◆ What you have to do ◆
Within the data below, tally the lines that contain "bool" and state only the total.

═══ Data shown ═══

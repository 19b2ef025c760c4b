//! Summary command implementation.

use super::utils::load_aggregate;
use crate::aggregator::summarize;
use crate::output::{summary_to_string, write_summary};
use anyhow::{Context, Result};
use log::info;
use std::path::PathBuf;

/// Arguments for the summary command
#[derive(Debug, Clone)]
pub struct SummaryArgs {
    pub input: PathBuf,

    /// Number of hot stacks to list
    pub top: usize,

    /// Print JSON instead of text
    pub json: bool,

    /// Write JSON to this path instead of printing
    pub output: Option<PathBuf>,
}

pub fn validate_args(args: &SummaryArgs) -> Result<()> {
    if args.top > 1000 {
        anyhow::bail!("top is too large (max 1000)");
    }

    Ok(())
}

/// Execute the summary command
///
/// **Public** - main entry point called from main.rs
pub fn execute_summary(args: SummaryArgs) -> Result<()> {
    let aggregate = load_aggregate(&args.input)?;
    let summary = summarize(&aggregate, args.top);

    if let Some(path) = &args.output {
        write_summary(&summary, path).context("Failed to write summary JSON")?;
        info!("✓ Summary written to: {}", path.display());
    } else if args.json {
        println!("{}", summary_to_string(&summary)?);
    } else {
        println!("{}", summary.to_text());
    }

    Ok(())
}
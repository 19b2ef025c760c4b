//! Error types for the entire application.
//!
//! We use `thiserror` for library-style errors with custom types,
//! and `anyhow` for application-level error propagation in main.rs and commands.

use thiserror::Error;

/// Errors that can occur while parsing a stack key
#[derive(Error, Debug)]
pub enum ParseError {
    #[error("malformed frame: {0:?}")]
    MalformedFrame(String),
}

/// Errors that can occur while reading folded stacks back into an aggregate
#[derive(Error, Debug)]
pub enum FoldedError {
    #[error("IO error: {0}")]
    Io(#[from] std::io::Error),

    #[error("line {line}: missing sample count")]
    MissingCount { line: usize },

    #[error("line {line}: invalid sample count {value:?}")]
    InvalidCount { line: usize, value: String },
}

/// Errors returned by the format dispatcher
#[derive(Error, Debug)]
pub enum EncodeError {
    #[error("unknown format: {0:?}")]
    UnknownFormat(String),

    #[error(transparent)]
    Parse(#[from] ParseError),

    #[error("IO error: {0}")]
    Io(#[from] std::io::Error),
}

/// Errors that can occur during flamegraph generation
#[derive(Error, Debug)]
pub enum FlamegraphError {
    #[error("Empty stack data")]
    EmptyStacks,

    #[error("Failed to generate flamegraph: {0}")]
    GenerationFailed(String),
}

/// Errors that can occur during file output
#[derive(Error, Debug)]
pub enum OutputError {
    #[error("Failed to write file: {0}")]
    WriteFailed(#[from] std::io::Error),

    #[error("Failed to serialize JSON: {0}")]
    SerializationFailed(#[from] serde_json::Error),

    #[error("Invalid output path: {0}")]
    InvalidPath(String),
}
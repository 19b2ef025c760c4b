//! fgprof CLI
//!
//! Converts folded wall-clock stacks into pprof profiles, flamegraphs and
//! summaries.

use anyhow::Result;
use chrono::{DateTime, Utc};
use clap::{Parser, Subcommand};
use env_logger::Env;
use std::path::PathBuf;

use fgprof::commands::{
    convert, execute_convert, execute_flamegraph, execute_summary, flamegraph, parse_timestamp,
    summary, ConvertArgs, FlamegraphArgs, SummaryArgs,
};
use fgprof::flamegraph::FlamegraphConfig;
use fgprof::utils::config::{DEFAULT_FLAMEGRAPH_TITLE, DEFAULT_SAMPLING_HZ, DEFAULT_TOP_STACKS};
use fgprof::Format;

/// fgprof - wall-clock stack profile encoder
#[derive(Parser, Debug)]
#[command(name = "fgprof")]
#[command(version, about, long_about = None)]
struct Cli {
    /// Subcommand to execute
    #[command(subcommand)]
    command: Commands,

    /// Enable verbose logging
    #[arg(short, long, global = true)]
    verbose: bool,
}

/// Available commands
#[derive(Subcommand, Debug)]
enum Commands {
    /// Encode folded stacks as folded text or a pprof profile
    Convert {
        /// Folded-stack input file (`-` for stdin)
        #[arg(short, long, default_value = "-")]
        input: PathBuf,

        /// Output file (stdout if omitted)
        #[arg(short, long)]
        output: Option<PathBuf>,

        /// Output format: folded or pprof
        #[arg(short, long, env = "FGPROF_FORMAT", default_value_t = Format::Pprof)]
        format: Format,

        /// Sampling frequency the stacks were captured at, in Hz
        #[arg(long, env = "FGPROF_HZ", default_value_t = DEFAULT_SAMPLING_HZ)]
        hz: u32,

        /// Capture start (RFC 3339); defaults to the end time
        #[arg(long, value_parser = parse_timestamp)]
        start: Option<DateTime<Utc>>,

        /// Capture end (RFC 3339); defaults to now
        #[arg(long, value_parser = parse_timestamp)]
        end: Option<DateTime<Utc>>,
    },

    /// Render folded stacks as an SVG flamegraph
    Flamegraph {
        /// Folded-stack input file (`-` for stdin)
        #[arg(short, long, default_value = "-")]
        input: PathBuf,

        /// Output path for the SVG
        #[arg(short, long, default_value = "flamegraph.svg")]
        output: PathBuf,

        /// Flamegraph title
        #[arg(long, default_value = DEFAULT_FLAMEGRAPH_TITLE)]
        title: String,

        /// Flamegraph width in pixels
        #[arg(long)]
        width: Option<usize>,
    },

    /// Print totals and the hottest stacks
    Summary {
        /// Folded-stack input file (`-` for stdin)
        #[arg(short, long, default_value = "-")]
        input: PathBuf,

        /// Number of hot stacks to list
        #[arg(long, default_value_t = DEFAULT_TOP_STACKS)]
        top: usize,

        /// Print JSON instead of text
        #[arg(long)]
        json: bool,

        /// Write JSON summary to a file
        #[arg(short, long)]
        output: Option<PathBuf>,
    },

    /// Display version information
    Version,
}

fn main() -> Result<()> {
    // Parse CLI arguments
    let cli = Cli::parse();

    // Setup logging
    let log_level = if cli.verbose { "debug" } else { "info" };
    env_logger::Builder::from_env(Env::default().default_filter_or(log_level)).init();

    match cli.command {
        Commands::Convert {
            input,
            output,
            format,
            hz,
            start,
            end,
        } => {
            let args = ConvertArgs {
                input,
                output,
                format,
                hz,
                start,
                end,
            };

            convert::validate_args(&args)?;
            execute_convert(args)?;
        }

        Commands::Flamegraph {
            input,
            output,
            title,
            width,
        } => {
            let mut config = FlamegraphConfig::new().with_title(title);
            if let Some(width) = width {
                config = config.with_width(width);
            }

            let args = FlamegraphArgs {
                input,
                output,
                config,
            };

            flamegraph::validate_args(&args)?;
            execute_flamegraph(args)?;
        }

        Commands::Summary {
            input,
            top,
            json,
            output,
        } => {
            let args = SummaryArgs {
                input,
                top,
                json,
                output,
            };

            summary::validate_args(&args)?;
            execute_summary(args)?;
        }

        Commands::Version => {
            display_version();
        }
    }

    Ok(())
}

/// Display version information
fn display_version() {
    println!("fgprof v{}", env!("CARGO_PKG_VERSION"));
    println!("Output formats: {}", Format::ALL.map(|f| f.as_str()).join(", "));
}
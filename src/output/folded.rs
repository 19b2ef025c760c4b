//! Folded stack output.
//!
//! One line per stack, `<stack key> <count>\n`, sorted by key. This is the
//! input format of Brendan Gregg's `flamegraph.pl` and of `inferno`.

use crate::aggregator::{sorted_keys, Aggregate};
use log::debug;
use std::io::{self, Write};

/// Write the aggregate as folded stacks
///
/// **Public** - folded encoder behind the format dispatcher
///
/// Keys are written verbatim. The first failed write aborts and is
/// returned; lines already written stay in the sink.
pub fn write_folded<W: Write>(mut sink: W, aggregate: &Aggregate) -> io::Result<()> {
    for key in sorted_keys(aggregate) {
        writeln!(sink, "{} {}", key, aggregate[key])?;
    }

    debug!("Wrote {} folded stacks", aggregate.len());

    Ok(())
}

/// Folded lines as owned strings (without trailing newlines), in sorted order
pub fn folded_lines(aggregate: &Aggregate) -> Vec<String> {
    sorted_keys(aggregate)
        .into_iter()
        .map(|key| format!("{} {}", key, aggregate[key]))
        .collect()
}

═══

◆ Solution for this exercise ◆
3